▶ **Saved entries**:
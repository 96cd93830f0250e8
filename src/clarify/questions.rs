use crate::foundation::color::Rgbw;
use crate::foundation::opts::EngineOpts;
use crate::lower::intent::spacing_mask;
use crate::lower::merge::merge_groups;
use crate::model::group::LedColorGroup;
use crate::model::intent::{
    AmbiguityFlag, AmbiguityKind, ChoiceValue, ClarificationChoice, DesignIntent, SpacingRule,
    ZoneSelector,
};
use crate::model::roofline::RooflineConfiguration;
use serde::{Deserialize, Serialize};

/// Kind of question put to the user. Declaration order is presentation priority.
#[derive(
    Debug, Clone, Copy, PartialEq, Eq, PartialOrd, Ord, Hash, Serialize, Deserialize,
)]
#[serde(rename_all = "camelCase")]
pub enum ClarificationKind {
    Zone,
    Color,
    Spacing,
    Direction,
    Effect,
    Conflict,
    Brightness,
    Speed,
    Confirmation,
    ManualFallback,
}

impl ClarificationKind {
    /// Question kind that renders an ambiguity of `kind`.
    pub fn for_ambiguity(kind: AmbiguityKind) -> Self {
        match kind {
            AmbiguityKind::Zone => Self::Zone,
            AmbiguityKind::Color => Self::Color,
            AmbiguityKind::Spacing | AmbiguityKind::SpacingImpossible => Self::Spacing,
            AmbiguityKind::Direction => Self::Direction,
            AmbiguityKind::Effect => Self::Effect,
            AmbiguityKind::ConflictResolution => Self::Conflict,
            AmbiguityKind::LowContrast => Self::Brightness,
        }
    }
}

/// Icon/category hint shown next to an option.
#[derive(Debug, Clone, Copy, PartialEq, Eq, Hash, Serialize, Deserialize)]
#[serde(rename_all = "camelCase")]
pub enum OptionHint {
    Zone,
    Color,
    Spacing,
    Direction,
    Motion,
    Layer,
    Blend,
    Keep,
    Manual,
}

impl OptionHint {
    fn for_value(value: Option<&ChoiceValue>, kind: ClarificationKind) -> Self {
        match value {
            Some(ChoiceValue::Zone { .. }) => Self::Zone,
            Some(ChoiceValue::Color { .. }) => Self::Color,
            Some(ChoiceValue::Spacing { .. }) => Self::Spacing,
            Some(ChoiceValue::Direction { .. }) => Self::Direction,
            Some(ChoiceValue::Motion { .. }) => Self::Motion,
            Some(ChoiceValue::PreferLayer { .. }) => Self::Layer,
            Some(ChoiceValue::Blend) => Self::Blend,
            Some(ChoiceValue::Keep) => Self::Keep,
            None if kind == ClarificationKind::Spacing => Self::Spacing,
            None => Self::Manual,
        }
    }
}

/// One answer the user can pick.
#[derive(Debug, Clone, PartialEq, Serialize, Deserialize)]
#[serde(rename_all = "camelCase")]
pub struct ClarificationOption {
    pub id: String,
    pub label: String,
    pub hint: OptionHint,
    pub recommended: bool,
    #[serde(default, skip_serializing_if = "Option::is_none")]
    pub value: Option<ChoiceValue>,
    #[serde(default, skip_serializing_if = "Option::is_none")]
    pub value_preview: Option<String>,
    /// What the option would look like on the zone, for color and spacing options.
    #[serde(default, skip_serializing_if = "Option::is_none")]
    pub preview: Option<Vec<LedColorGroup>>,
}

/// A multiple-choice rendering of one [`AmbiguityFlag`].
#[derive(Debug, Clone, PartialEq, Serialize, Deserialize)]
#[serde(rename_all = "camelCase")]
pub struct ClarificationQuestion {
    /// `q-<index of the ambiguity>`.
    pub id: String,
    pub kind: ClarificationKind,
    pub prompt: String,
    /// Layer the answer applies to.
    #[serde(default, skip_serializing_if = "Option::is_none")]
    pub layer_id: Option<String>,
    /// Ranked options, at most `clarify.max_options`.
    pub options: Vec<ClarificationOption>,
}

impl ClarificationQuestion {
    /// Option by id.
    pub fn option(&self, id: &str) -> Option<&ClarificationOption> {
        self.options.iter().find(|o| o.id == id)
    }

    /// The recommended option, falling back to the first one.
    pub fn recommended(&self) -> Option<&ClarificationOption> {
        self.options
            .iter()
            .find(|o| o.recommended)
            .or_else(|| self.options.first())
    }
}

/// One question per outstanding ambiguity, sorted by [`ClarificationKind`] priority.
///
/// Previews are scaled to the layer's zone when `config` is known, otherwise to
/// `clarify.preview_pixel_count` pixels.
#[tracing::instrument(skip_all, fields(ambiguities = intent.ambiguities().len()))]
pub fn build_questions(
    intent: &DesignIntent,
    config: Option<&RooflineConfiguration>,
    opts: &EngineOpts,
) -> Vec<ClarificationQuestion> {
    let mut questions: Vec<ClarificationQuestion> = intent
        .ambiguities()
        .iter()
        .enumerate()
        .map(|(i, amb)| build_question(i, amb, intent, config, opts))
        .collect();
    questions.sort_by_key(|q| q.kind);
    questions
}

fn build_question(
    index: usize,
    amb: &AmbiguityFlag,
    intent: &DesignIntent,
    config: Option<&RooflineConfiguration>,
    opts: &EngineOpts,
) -> ClarificationQuestion {
    let kind = ClarificationKind::for_ambiguity(amb.kind);
    let max = opts.clarify.max_options.max(1);
    let catch_all = catch_all_for(kind, &amb.choices);

    let room = if catch_all.is_some() { max - 1 } else { max };
    let mut choices: Vec<ClarificationChoice> = amb.choices.iter().take(room).cloned().collect();
    choices.extend(catch_all);

    let layer = amb.layer_id.as_deref().and_then(|id| intent.layer(id));
    let preview_len = match (config, layer) {
        (Some(cfg), Some(l)) => l.zone.pixel_count(cfg),
        (Some(cfg), None) => cfg.total_pixel_count(),
        _ => opts.clarify.preview_pixel_count,
    };
    let base_color = layer.map_or(Rgbw::WHITE, |l| l.colors.primary);

    let options = choices
        .into_iter()
        .map(|c| {
            let preview = match &c.value {
                Some(ChoiceValue::Color { color }) => color_preview(*color, preview_len),
                Some(ChoiceValue::Spacing { rule }) => {
                    spacing_preview(rule, base_color, preview_len)
                }
                _ => None,
            };
            ClarificationOption {
                hint: OptionHint::for_value(c.value.as_ref(), kind),
                id: c.id,
                label: c.label,
                recommended: c.recommended,
                value: c.value,
                value_preview: c.value_preview,
                preview,
            }
        })
        .collect();

    ClarificationQuestion {
        id: format!("q-{index}"),
        kind,
        prompt: amb.description.clone(),
        layer_id: amb.layer_id.clone(),
        options,
    }
}

/// The always-available answer for `kind`, unless the ambiguity already offers it.
fn catch_all_for(
    kind: ClarificationKind,
    choices: &[ClarificationChoice],
) -> Option<ClarificationChoice> {
    match kind {
        ClarificationKind::Zone => {
            let all = Some(ChoiceValue::Zone {
                zone: ZoneSelector::All,
            });
            (!choices.iter().any(|c| c.value == all))
                .then(|| ClarificationChoice::new("entire", "Entire installation", false, all))
        }
        ClarificationKind::Spacing => (!choices.iter().any(|c| c.id == "manual"))
            .then(|| ClarificationChoice::new("manual", "Set manually", false, None)),
        ClarificationKind::Conflict => {
            (!choices.iter().any(|c| c.value == Some(ChoiceValue::Blend))).then(|| {
                ClarificationChoice::new("blend", "Blend both", false, Some(ChoiceValue::Blend))
            })
        }
        _ => None,
    }
}

fn color_preview(color: Rgbw, len: u32) -> Option<Vec<LedColorGroup>> {
    (len > 0).then(|| vec![LedColorGroup::new(0, len - 1, color)])
}

fn spacing_preview(rule: &SpacingRule, color: Rgbw, len: u32) -> Option<Vec<LedColorGroup>> {
    if len == 0 {
        return None;
    }
    let lit = spacing_mask(rule, len)
        .into_iter()
        .zip(0u32..)
        .filter(|(on, _)| *on)
        .map(|(_, i)| LedColorGroup::pixel(i, color))
        .collect();
    Some(merge_groups(lit))
}

#[cfg(test)]
#[path = "../../tests/unit/clarify/questions.rs"]
mod tests;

▶ **Instructions to follow**: The lines to return are those in the entries above that hold "choices".

▶ **Response to the task**:
    let catch_all = catch_all_for(kind, &amb.choices);
    let mut choices: Vec<ClarificationChoice> = amb.choices.iter().take(room).cloned().collect();
    choices.extend(catch_all);
    let options = choices
    choices: &[ClarificationChoice],
            (!choices.iter().any(|c| c.value == all))
        ClarificationKind::Spacing => (!choices.iter().any(|c| c.id == "manual"))
            (!choices.iter().any(|c| c.value == Some(ChoiceValue::Blend))).then(|| {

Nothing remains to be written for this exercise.